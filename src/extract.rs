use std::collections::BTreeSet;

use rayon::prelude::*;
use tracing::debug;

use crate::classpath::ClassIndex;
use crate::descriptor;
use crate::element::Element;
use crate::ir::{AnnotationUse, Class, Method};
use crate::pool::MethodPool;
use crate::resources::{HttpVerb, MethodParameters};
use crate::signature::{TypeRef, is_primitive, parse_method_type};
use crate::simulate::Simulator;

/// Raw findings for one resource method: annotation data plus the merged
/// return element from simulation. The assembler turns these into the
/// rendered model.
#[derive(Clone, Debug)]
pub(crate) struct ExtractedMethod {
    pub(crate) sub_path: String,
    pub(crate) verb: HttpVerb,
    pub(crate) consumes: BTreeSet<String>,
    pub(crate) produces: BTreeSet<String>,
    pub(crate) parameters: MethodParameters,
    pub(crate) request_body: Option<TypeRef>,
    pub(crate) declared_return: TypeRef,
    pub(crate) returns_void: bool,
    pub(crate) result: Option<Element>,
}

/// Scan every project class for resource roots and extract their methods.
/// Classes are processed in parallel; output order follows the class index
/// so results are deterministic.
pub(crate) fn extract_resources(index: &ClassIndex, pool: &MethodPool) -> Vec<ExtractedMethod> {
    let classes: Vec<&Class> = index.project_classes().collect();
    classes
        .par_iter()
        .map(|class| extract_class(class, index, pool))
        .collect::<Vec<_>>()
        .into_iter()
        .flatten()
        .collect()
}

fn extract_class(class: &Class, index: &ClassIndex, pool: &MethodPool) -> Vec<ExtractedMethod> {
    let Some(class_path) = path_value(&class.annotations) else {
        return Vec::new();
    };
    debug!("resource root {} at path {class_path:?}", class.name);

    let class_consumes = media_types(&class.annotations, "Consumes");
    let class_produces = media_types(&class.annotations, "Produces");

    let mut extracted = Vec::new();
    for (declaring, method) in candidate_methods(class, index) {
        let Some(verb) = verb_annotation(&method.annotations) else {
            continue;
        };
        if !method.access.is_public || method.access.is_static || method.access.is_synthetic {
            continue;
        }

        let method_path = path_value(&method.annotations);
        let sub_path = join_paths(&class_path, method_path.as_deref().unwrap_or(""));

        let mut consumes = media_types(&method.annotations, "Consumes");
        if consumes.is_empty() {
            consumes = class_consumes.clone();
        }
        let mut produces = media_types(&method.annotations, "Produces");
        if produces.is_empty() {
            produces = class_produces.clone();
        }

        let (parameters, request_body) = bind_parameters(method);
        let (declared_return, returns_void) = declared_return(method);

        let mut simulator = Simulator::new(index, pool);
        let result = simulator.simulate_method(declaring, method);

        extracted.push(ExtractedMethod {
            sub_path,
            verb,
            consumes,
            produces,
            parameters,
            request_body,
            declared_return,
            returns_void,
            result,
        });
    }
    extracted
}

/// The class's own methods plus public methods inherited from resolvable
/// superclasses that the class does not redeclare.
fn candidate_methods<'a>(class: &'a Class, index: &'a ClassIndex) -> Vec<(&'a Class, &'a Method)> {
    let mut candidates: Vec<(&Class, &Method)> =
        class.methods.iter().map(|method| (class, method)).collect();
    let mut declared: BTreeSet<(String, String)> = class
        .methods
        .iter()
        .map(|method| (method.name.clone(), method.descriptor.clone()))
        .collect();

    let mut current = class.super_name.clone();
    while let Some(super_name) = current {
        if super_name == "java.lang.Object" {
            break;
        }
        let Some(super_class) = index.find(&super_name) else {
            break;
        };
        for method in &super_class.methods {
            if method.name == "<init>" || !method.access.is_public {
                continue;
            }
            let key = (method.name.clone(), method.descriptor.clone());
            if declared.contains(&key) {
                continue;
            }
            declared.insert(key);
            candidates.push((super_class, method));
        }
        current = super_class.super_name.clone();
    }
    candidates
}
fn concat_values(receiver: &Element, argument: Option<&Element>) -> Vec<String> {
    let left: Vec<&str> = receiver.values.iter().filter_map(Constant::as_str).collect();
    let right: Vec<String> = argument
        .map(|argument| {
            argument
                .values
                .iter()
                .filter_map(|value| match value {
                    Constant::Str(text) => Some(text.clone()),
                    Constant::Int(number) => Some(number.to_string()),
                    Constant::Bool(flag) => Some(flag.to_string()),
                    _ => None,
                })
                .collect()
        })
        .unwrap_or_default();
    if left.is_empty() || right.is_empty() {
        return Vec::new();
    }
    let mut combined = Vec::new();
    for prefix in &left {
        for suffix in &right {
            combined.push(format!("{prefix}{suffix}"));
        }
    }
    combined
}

Your task: Check each line of the material for the word "suffix". Copy the ones that have it.

Expected answer:
        for suffix in &right {
            combined.push(format!("{prefix}{suffix}"));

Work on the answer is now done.